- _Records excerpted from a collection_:
━━━━━━━━━━━━━━━━━━━━━━━━━━━━━━

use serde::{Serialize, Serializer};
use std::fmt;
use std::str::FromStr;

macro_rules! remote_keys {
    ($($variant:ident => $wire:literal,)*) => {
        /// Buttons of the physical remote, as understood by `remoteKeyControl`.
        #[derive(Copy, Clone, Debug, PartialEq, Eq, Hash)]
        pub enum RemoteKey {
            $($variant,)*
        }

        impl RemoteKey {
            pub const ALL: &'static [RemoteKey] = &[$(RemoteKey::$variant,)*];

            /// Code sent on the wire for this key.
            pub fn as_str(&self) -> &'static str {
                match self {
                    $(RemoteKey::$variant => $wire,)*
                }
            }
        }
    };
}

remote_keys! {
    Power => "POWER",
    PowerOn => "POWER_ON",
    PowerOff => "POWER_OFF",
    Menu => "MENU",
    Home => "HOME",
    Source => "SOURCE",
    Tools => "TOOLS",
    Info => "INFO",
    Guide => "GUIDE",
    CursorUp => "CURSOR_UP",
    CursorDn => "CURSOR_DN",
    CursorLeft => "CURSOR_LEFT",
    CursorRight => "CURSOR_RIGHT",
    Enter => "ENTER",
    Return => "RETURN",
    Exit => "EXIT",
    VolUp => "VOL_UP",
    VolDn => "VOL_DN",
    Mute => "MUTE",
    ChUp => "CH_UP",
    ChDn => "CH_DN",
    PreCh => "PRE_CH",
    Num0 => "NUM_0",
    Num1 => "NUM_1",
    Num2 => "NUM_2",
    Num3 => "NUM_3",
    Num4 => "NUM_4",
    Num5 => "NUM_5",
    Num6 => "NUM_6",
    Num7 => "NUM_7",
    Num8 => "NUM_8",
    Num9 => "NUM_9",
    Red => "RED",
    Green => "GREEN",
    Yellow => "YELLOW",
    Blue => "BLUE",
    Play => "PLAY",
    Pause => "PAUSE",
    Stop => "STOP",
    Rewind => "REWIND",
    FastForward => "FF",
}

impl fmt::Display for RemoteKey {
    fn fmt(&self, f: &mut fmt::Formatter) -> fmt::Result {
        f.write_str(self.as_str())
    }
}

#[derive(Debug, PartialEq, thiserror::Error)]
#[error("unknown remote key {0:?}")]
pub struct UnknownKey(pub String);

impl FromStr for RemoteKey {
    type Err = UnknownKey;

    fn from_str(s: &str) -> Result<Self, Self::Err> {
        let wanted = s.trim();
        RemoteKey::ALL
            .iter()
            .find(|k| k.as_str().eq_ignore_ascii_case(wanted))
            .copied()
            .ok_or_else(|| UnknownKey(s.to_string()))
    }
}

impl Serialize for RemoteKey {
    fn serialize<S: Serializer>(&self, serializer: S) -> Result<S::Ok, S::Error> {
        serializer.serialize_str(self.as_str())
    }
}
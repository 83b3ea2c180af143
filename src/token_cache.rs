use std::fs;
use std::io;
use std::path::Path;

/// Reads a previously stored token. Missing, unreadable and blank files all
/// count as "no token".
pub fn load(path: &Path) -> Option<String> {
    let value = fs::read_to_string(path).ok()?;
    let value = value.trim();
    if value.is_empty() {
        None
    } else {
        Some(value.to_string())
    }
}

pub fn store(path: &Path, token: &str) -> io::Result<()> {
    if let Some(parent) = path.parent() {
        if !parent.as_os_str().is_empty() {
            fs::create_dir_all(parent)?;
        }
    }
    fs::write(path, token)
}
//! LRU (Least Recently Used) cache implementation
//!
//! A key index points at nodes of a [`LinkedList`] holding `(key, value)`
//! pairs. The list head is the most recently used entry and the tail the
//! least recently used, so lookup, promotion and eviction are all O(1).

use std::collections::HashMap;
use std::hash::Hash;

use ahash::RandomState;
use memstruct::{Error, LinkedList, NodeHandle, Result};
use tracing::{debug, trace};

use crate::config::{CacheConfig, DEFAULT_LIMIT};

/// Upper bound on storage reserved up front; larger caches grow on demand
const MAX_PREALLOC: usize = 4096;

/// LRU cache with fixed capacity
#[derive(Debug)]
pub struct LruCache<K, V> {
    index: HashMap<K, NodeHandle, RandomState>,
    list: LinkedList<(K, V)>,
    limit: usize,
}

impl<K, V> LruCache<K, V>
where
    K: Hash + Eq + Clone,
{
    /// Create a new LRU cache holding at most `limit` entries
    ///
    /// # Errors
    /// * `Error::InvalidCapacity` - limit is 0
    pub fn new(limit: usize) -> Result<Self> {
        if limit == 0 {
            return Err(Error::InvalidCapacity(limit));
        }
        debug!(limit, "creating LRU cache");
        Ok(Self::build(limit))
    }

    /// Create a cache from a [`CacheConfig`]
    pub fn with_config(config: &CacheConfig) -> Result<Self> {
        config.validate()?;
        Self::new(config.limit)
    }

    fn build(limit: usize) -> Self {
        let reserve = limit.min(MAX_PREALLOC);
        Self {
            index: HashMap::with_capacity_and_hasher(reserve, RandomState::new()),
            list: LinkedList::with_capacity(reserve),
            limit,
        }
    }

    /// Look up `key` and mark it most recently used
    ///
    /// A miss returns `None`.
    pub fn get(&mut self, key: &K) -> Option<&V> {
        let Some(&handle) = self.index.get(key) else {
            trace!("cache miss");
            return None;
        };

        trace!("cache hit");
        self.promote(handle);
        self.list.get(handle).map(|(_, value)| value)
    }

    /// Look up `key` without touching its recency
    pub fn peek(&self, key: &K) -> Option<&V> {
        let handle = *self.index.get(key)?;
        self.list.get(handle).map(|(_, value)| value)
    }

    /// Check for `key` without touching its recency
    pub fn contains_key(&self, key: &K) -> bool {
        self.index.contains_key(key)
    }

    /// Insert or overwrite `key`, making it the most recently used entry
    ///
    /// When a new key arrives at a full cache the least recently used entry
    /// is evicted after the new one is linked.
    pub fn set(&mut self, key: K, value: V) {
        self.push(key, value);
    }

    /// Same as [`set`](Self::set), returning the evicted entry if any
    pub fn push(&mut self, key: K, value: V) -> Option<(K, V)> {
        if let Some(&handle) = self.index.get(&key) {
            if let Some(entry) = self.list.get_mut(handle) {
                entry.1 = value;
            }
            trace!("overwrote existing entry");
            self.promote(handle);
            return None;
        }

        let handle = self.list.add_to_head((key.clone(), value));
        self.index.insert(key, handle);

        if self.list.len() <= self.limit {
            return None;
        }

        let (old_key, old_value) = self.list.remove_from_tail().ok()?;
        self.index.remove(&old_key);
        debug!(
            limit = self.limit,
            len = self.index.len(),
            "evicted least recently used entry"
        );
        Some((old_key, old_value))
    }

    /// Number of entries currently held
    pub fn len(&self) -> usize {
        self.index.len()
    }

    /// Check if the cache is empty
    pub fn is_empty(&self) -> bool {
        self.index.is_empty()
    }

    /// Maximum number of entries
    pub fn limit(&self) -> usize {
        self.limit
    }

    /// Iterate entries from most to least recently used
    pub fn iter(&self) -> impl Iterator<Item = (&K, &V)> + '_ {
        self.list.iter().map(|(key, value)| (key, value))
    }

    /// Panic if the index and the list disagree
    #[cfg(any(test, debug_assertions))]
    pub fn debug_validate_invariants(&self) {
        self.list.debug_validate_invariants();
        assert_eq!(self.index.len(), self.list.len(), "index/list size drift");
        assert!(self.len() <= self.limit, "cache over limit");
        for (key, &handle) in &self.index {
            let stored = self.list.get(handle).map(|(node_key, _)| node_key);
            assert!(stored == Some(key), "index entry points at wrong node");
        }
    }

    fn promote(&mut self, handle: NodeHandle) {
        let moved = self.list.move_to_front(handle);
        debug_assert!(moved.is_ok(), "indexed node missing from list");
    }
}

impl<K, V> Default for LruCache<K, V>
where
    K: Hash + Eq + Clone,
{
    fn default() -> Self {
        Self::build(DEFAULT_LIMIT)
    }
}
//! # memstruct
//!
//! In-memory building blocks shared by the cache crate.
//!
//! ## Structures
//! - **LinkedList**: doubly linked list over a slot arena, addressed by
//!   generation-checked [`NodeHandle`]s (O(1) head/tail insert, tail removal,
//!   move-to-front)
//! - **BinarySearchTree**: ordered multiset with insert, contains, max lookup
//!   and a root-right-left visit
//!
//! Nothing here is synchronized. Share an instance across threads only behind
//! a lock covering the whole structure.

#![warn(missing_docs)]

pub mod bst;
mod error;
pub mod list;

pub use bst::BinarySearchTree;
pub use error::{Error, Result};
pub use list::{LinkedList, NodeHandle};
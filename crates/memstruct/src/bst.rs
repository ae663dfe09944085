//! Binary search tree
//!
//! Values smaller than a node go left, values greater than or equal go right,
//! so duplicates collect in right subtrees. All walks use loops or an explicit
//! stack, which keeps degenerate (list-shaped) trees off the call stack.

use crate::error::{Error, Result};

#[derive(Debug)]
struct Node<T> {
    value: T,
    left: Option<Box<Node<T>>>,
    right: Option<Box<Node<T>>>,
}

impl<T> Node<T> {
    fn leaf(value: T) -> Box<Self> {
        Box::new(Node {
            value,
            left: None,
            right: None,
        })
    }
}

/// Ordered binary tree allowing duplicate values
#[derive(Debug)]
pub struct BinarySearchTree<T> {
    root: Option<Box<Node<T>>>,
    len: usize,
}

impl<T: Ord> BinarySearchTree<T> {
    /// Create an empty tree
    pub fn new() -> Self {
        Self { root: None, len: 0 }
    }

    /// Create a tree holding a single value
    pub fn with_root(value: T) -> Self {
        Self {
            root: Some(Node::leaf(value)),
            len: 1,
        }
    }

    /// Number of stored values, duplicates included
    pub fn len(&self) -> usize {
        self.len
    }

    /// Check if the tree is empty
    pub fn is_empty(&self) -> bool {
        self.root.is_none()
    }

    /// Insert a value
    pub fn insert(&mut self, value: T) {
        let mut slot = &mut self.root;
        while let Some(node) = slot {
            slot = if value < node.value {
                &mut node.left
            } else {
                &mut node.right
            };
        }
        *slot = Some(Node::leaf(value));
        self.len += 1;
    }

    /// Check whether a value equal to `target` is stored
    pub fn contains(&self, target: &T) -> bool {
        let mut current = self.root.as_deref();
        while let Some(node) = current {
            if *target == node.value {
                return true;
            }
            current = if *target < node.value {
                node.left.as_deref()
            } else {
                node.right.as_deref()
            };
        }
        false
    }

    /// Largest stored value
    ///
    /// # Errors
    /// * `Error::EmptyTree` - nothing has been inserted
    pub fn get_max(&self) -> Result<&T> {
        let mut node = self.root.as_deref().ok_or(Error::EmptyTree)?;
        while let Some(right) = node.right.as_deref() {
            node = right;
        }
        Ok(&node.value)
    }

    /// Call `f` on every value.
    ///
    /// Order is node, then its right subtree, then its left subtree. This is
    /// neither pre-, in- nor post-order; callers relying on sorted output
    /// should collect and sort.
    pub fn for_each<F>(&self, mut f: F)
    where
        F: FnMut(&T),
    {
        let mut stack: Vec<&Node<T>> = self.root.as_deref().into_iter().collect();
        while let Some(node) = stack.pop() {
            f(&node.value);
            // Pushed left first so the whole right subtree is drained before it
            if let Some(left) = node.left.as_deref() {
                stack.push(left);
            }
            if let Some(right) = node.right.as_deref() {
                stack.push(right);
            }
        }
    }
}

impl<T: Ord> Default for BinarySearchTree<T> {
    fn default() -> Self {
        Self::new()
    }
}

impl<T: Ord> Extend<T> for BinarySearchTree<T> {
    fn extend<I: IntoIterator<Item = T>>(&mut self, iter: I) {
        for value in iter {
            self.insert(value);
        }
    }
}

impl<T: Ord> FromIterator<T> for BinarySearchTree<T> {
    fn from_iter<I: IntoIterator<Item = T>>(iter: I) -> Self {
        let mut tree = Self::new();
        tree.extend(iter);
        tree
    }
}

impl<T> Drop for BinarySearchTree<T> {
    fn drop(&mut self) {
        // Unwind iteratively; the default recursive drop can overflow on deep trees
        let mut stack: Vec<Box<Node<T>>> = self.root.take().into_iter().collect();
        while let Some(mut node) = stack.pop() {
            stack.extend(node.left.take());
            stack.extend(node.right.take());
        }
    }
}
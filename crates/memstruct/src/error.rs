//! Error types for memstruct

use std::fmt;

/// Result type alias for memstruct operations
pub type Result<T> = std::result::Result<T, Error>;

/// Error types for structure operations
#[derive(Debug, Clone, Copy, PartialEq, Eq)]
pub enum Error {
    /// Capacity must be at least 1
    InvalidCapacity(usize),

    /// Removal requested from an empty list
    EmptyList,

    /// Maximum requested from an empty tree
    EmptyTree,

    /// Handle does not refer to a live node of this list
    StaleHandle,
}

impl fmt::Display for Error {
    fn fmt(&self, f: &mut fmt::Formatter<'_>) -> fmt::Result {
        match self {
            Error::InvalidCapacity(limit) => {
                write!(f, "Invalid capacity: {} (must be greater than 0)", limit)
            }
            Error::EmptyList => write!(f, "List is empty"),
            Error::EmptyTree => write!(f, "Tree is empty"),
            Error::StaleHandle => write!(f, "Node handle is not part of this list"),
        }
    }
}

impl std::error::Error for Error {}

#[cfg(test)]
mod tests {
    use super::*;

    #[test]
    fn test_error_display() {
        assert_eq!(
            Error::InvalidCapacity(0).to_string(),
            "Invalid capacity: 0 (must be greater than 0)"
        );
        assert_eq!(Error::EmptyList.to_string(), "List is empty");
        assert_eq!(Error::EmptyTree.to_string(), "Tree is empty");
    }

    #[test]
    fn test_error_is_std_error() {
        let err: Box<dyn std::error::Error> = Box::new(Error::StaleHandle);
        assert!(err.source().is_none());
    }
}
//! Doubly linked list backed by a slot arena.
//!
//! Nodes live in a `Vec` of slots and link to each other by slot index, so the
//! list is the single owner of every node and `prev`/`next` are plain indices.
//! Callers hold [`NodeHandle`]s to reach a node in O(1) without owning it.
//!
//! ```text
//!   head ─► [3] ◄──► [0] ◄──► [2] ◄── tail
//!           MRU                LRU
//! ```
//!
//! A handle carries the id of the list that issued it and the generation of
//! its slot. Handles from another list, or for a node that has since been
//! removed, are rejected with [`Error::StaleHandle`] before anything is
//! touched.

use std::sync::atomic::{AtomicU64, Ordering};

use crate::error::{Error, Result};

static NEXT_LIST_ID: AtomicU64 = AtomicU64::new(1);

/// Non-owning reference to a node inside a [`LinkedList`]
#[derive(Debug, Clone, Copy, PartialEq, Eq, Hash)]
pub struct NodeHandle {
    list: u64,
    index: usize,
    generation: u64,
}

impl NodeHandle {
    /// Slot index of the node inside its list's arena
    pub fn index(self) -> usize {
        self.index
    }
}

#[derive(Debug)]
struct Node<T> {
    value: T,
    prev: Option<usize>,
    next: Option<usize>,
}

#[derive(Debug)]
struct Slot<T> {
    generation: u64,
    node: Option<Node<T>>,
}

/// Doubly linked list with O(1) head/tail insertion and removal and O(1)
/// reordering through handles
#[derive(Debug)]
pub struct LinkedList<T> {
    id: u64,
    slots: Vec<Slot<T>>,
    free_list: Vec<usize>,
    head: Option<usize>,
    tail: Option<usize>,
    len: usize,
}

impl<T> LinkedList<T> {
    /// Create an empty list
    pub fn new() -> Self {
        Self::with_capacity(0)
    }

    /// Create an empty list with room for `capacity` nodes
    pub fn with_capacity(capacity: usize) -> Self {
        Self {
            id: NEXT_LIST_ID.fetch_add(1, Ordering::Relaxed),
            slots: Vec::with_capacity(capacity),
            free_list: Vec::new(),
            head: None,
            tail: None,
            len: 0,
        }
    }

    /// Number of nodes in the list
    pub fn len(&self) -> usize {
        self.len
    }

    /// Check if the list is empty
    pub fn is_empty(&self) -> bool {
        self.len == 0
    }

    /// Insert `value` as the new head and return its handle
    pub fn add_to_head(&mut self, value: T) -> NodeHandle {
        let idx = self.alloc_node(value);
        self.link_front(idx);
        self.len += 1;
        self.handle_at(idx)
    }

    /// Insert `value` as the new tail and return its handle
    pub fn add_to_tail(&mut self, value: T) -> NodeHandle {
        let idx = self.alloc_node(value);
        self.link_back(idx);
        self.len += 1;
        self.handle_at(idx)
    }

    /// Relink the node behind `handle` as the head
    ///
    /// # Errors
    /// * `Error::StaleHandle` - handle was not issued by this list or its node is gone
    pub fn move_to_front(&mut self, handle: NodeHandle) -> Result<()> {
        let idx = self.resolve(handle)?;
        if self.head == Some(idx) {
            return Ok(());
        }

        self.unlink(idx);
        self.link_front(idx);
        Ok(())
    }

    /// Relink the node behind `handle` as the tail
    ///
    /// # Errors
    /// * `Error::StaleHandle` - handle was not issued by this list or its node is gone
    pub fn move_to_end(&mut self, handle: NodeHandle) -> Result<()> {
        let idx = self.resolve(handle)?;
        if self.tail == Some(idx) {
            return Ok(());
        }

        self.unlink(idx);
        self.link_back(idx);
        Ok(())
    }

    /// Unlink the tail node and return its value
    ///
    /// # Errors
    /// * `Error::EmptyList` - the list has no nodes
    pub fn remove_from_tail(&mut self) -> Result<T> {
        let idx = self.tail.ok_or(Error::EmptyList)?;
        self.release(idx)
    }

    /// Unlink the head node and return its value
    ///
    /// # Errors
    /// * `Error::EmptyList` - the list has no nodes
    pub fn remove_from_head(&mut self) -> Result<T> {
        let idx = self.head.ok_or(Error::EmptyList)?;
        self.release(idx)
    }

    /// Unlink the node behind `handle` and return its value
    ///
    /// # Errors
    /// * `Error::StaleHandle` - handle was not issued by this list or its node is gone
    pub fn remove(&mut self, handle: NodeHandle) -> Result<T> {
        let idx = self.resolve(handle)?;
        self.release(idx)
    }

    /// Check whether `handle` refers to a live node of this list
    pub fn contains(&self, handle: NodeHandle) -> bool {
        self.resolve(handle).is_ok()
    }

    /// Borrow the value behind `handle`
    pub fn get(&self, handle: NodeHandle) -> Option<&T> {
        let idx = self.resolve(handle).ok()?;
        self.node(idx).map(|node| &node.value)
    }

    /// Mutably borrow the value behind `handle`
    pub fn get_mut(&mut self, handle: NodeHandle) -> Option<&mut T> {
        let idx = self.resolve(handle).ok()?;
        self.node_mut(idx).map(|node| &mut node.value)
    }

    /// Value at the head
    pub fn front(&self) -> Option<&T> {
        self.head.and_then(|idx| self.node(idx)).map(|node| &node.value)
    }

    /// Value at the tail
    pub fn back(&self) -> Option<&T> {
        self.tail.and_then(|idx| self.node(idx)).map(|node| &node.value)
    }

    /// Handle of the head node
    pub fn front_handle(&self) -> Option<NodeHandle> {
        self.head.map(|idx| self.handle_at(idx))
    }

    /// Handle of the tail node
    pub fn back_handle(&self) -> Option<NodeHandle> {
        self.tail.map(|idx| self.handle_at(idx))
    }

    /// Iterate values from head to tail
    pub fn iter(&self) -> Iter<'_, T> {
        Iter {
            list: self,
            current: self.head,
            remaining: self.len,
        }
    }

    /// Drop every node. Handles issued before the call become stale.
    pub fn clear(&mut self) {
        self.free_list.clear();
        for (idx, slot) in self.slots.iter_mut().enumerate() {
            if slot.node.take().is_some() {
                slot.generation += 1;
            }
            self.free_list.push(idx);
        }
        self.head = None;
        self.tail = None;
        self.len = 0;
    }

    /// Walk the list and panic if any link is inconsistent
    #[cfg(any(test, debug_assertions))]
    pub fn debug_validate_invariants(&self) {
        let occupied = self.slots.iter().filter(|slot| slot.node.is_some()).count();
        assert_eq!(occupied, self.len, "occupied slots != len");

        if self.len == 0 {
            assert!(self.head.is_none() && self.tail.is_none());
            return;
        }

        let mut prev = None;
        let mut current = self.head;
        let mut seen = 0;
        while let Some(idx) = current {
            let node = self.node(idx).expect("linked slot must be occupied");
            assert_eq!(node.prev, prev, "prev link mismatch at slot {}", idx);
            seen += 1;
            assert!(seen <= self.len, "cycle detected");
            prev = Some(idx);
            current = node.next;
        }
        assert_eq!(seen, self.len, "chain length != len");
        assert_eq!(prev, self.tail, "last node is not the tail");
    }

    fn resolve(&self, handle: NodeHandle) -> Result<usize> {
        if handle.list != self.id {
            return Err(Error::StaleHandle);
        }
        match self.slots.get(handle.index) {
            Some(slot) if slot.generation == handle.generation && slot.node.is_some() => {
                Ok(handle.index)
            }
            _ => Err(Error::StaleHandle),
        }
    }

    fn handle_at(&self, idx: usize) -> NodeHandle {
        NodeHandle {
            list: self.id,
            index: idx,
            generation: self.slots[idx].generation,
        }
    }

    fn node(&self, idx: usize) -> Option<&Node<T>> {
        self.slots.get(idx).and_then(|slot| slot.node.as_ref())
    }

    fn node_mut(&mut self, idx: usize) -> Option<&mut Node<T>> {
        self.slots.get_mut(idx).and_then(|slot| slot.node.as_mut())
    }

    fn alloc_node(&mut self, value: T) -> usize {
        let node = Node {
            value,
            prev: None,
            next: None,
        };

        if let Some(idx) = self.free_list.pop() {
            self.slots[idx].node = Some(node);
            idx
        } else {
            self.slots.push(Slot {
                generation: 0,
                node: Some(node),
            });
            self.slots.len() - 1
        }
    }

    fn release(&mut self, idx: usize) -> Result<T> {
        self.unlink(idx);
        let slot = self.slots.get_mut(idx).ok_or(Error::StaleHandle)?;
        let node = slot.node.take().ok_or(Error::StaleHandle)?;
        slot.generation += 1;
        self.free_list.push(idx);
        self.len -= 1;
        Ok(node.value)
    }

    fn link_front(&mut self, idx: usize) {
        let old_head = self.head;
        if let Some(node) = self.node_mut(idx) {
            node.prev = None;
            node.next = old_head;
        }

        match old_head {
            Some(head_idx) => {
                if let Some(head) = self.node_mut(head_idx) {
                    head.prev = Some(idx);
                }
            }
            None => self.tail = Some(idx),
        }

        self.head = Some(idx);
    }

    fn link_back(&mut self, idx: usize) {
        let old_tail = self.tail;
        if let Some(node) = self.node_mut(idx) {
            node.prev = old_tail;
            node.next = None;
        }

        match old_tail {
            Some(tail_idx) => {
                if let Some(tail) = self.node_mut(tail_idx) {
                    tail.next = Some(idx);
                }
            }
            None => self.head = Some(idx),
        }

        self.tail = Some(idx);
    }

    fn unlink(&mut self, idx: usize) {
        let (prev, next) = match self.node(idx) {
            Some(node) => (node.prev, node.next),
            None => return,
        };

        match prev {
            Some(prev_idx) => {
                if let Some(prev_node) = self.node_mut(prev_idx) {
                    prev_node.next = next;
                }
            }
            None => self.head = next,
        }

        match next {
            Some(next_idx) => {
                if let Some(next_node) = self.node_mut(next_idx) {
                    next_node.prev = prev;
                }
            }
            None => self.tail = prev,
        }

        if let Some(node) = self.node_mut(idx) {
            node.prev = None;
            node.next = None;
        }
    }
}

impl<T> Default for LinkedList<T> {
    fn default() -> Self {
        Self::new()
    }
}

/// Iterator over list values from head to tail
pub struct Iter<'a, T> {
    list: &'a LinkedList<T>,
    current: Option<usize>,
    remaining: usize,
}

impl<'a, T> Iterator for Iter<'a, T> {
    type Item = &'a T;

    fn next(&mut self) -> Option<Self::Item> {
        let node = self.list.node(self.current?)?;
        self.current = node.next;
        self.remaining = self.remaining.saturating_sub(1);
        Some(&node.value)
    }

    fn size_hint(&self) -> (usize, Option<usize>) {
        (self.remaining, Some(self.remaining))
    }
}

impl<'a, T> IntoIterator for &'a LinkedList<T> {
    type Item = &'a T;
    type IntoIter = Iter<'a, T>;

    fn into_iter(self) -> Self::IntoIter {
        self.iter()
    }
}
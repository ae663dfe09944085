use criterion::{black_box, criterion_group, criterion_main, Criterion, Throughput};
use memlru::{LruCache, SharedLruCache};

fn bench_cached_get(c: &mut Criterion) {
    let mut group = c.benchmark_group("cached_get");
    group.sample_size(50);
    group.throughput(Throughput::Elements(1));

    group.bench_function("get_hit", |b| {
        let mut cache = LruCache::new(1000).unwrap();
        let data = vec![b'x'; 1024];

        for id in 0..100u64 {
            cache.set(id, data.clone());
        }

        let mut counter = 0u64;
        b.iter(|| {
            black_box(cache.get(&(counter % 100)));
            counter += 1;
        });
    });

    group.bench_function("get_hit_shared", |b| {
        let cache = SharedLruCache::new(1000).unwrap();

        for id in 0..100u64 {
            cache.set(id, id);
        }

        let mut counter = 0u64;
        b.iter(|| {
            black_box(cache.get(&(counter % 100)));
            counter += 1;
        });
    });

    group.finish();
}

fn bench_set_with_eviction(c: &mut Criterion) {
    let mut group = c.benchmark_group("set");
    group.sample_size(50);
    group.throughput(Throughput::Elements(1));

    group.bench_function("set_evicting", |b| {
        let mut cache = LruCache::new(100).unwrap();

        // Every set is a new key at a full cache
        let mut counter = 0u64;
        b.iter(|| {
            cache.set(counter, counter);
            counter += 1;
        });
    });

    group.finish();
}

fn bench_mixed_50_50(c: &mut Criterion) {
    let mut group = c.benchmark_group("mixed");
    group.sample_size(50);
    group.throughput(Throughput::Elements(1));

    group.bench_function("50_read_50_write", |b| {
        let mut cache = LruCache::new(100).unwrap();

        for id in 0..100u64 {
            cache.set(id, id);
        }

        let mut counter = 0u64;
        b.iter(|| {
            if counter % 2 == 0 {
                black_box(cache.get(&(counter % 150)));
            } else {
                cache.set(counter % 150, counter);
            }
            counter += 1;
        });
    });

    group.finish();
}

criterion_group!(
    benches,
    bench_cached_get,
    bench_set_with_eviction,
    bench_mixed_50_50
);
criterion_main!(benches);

━━━━━━━━━━━━━━━━━━━━━━━━━━━━━━

- _Task requirements_:
Each line from the beginning of the entries to the line with "pub enum RemoteKey" must be repeated exactly, with both end lines kept and no other lines given.

- _Problem solution_:
use serde::{Serialize, Serializer};
use std::fmt;
use std::str::FromStr;

macro_rules! remote_keys {
    ($($variant:ident => $wire:literal,)*) => {
        /// Buttons of the physical remote, as understood by `remoteKeyControl`.
        #[derive(Copy, Clone, Debug, PartialEq, Eq, Hash)]
        pub enum RemoteKey {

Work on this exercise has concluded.